▸ RECORDED DATA
○ ○ ○ ○
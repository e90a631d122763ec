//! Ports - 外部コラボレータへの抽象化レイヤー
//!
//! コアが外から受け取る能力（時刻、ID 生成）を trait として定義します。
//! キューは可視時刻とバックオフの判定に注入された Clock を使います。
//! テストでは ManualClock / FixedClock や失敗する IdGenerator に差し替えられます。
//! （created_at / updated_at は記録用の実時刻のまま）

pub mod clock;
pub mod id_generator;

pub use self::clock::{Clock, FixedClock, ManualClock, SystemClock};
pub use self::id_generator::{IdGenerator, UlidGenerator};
○ ○ ○ ○
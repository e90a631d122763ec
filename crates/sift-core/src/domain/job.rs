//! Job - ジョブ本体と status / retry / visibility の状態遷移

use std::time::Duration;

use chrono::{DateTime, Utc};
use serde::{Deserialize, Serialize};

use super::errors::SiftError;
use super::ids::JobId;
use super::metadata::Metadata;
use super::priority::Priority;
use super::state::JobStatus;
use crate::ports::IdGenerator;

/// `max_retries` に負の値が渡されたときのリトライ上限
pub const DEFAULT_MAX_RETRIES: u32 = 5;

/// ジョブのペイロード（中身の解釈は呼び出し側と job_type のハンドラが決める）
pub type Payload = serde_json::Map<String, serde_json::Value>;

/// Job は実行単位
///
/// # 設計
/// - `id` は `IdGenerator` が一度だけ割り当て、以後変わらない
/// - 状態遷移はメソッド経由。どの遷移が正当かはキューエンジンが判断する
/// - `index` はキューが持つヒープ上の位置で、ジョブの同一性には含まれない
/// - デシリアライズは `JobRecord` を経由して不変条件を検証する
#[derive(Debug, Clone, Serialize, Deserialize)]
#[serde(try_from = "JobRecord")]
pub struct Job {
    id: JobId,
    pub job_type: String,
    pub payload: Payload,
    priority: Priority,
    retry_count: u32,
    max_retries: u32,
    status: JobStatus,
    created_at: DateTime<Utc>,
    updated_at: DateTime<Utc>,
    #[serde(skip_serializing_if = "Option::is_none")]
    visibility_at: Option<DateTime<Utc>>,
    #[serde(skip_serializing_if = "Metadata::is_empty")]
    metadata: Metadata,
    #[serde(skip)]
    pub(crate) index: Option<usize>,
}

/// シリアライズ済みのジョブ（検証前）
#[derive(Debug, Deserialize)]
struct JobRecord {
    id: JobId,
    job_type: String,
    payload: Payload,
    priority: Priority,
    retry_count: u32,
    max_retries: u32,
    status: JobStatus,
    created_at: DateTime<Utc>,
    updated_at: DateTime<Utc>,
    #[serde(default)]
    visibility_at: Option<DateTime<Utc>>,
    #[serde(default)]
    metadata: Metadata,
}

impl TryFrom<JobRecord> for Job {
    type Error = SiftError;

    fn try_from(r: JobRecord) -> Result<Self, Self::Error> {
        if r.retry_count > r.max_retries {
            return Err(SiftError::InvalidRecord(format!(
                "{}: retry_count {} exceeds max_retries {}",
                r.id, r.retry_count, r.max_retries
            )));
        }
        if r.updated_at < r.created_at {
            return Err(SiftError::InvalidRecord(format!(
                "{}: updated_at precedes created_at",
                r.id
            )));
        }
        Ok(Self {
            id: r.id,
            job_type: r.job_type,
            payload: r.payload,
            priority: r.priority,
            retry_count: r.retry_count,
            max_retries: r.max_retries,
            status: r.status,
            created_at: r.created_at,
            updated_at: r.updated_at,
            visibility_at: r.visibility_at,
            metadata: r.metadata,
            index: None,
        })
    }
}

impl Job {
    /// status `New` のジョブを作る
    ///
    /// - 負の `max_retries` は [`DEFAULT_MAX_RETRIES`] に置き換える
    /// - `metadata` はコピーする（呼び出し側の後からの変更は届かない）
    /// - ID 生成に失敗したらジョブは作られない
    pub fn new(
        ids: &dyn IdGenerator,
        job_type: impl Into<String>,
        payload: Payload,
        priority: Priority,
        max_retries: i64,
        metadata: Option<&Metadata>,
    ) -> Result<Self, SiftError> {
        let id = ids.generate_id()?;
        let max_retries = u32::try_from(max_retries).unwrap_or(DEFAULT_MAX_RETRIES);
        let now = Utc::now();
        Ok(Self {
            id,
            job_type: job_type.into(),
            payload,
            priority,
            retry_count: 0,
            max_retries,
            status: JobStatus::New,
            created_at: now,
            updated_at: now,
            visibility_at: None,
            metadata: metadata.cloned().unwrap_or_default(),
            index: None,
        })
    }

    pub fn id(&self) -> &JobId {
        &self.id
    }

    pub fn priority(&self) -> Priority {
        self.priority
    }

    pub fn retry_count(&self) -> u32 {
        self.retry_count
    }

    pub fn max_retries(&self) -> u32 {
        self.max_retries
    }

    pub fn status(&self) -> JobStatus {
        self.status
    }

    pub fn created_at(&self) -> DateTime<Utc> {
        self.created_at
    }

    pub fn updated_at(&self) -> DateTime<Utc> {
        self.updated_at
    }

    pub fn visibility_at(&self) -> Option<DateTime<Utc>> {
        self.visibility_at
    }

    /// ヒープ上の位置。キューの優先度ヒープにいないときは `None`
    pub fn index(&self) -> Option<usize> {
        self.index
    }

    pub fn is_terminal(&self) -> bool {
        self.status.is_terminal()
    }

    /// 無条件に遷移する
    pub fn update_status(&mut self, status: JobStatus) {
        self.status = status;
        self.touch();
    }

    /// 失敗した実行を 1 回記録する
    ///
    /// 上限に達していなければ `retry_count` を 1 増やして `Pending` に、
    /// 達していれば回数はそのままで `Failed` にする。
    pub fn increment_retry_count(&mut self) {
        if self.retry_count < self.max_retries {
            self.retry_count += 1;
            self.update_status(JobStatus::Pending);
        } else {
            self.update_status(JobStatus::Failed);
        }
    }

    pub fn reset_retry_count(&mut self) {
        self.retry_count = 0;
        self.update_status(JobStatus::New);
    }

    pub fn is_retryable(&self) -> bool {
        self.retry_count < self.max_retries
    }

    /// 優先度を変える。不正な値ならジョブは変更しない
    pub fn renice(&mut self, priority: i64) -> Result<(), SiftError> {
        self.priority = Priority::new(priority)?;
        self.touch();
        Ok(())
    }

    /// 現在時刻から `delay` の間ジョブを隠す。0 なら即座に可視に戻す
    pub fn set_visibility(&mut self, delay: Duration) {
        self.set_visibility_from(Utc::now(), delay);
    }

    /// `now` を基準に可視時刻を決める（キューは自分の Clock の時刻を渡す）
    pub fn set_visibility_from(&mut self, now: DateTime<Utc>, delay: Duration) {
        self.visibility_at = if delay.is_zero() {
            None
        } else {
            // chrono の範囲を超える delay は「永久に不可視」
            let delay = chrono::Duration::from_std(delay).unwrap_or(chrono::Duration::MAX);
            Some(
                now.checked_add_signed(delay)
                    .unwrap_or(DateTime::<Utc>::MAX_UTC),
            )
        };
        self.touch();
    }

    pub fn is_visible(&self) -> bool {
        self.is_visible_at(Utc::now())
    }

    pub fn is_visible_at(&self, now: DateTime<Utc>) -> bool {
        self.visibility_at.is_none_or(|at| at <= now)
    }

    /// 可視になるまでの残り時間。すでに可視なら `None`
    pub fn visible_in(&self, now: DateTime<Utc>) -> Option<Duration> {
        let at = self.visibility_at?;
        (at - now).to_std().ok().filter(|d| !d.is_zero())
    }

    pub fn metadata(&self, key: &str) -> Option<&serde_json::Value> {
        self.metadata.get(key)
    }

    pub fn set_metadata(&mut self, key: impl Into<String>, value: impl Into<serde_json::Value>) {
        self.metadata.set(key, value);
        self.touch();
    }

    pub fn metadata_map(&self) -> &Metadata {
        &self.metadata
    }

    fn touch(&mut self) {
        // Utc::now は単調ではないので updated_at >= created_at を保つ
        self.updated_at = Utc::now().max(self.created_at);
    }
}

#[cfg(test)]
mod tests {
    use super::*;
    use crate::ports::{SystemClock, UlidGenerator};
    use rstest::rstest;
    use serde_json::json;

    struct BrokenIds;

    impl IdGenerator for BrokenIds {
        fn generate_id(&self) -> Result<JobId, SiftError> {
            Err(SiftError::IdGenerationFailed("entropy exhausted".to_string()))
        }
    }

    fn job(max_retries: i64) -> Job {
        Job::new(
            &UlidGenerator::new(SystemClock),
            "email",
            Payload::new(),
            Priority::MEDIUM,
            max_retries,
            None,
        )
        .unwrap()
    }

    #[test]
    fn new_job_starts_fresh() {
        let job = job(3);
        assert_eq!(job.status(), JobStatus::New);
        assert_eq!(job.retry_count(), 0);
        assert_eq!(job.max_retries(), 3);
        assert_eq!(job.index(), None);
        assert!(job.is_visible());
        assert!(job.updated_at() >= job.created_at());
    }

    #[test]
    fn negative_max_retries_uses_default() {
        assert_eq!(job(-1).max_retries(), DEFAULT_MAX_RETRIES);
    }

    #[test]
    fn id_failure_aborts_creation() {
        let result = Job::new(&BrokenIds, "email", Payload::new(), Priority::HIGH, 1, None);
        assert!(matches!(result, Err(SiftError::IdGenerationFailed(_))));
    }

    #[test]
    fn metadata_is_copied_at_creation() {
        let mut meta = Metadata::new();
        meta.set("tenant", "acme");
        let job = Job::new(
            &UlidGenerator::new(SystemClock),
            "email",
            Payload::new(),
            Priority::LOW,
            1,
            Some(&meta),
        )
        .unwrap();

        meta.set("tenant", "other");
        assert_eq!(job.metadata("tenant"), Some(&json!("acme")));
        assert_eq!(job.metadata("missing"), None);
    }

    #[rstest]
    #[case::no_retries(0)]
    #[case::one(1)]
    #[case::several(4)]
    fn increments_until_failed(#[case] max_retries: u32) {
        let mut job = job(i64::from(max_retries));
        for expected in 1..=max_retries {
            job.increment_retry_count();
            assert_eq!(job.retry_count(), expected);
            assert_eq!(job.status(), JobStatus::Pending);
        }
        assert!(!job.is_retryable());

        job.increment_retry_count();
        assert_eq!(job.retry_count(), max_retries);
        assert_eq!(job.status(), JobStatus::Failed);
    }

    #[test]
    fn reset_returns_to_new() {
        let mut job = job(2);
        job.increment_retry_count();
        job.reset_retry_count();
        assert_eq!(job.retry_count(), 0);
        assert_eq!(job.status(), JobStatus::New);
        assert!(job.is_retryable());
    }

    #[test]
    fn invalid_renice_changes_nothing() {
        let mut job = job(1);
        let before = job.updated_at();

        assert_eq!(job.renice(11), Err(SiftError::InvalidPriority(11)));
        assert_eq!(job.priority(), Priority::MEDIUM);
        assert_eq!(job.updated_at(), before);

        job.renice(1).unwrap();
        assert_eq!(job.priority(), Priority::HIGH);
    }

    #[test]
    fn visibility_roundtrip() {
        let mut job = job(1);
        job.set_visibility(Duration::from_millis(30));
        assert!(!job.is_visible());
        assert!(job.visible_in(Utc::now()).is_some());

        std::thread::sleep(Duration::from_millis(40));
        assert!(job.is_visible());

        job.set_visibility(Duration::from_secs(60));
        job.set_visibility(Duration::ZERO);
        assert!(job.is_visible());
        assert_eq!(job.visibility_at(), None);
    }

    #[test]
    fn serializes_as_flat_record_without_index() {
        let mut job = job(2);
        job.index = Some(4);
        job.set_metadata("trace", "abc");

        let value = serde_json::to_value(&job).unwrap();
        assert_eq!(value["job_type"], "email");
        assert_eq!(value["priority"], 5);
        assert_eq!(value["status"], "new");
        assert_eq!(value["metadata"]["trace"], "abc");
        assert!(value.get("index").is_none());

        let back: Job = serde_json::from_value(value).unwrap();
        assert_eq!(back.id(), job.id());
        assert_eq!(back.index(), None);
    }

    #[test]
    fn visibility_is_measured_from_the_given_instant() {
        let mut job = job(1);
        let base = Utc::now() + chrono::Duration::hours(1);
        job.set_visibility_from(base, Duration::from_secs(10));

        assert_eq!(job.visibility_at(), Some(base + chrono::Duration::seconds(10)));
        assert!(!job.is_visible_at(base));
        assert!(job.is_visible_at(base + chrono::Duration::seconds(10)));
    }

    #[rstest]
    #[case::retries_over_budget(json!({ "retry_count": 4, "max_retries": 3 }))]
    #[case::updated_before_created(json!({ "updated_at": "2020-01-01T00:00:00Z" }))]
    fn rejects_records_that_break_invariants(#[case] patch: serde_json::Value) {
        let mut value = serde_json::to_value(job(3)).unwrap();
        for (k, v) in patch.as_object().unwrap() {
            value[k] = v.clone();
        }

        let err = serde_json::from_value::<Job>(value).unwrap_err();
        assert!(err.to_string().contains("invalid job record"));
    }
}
○ ○ ○ ○
▸ HOW TO COMPLETE THIS TASK
For the string "HIGH", give the number of lines in the records that contain it and nothing besides.

▸ ANSWER TO THE EXERCISE
2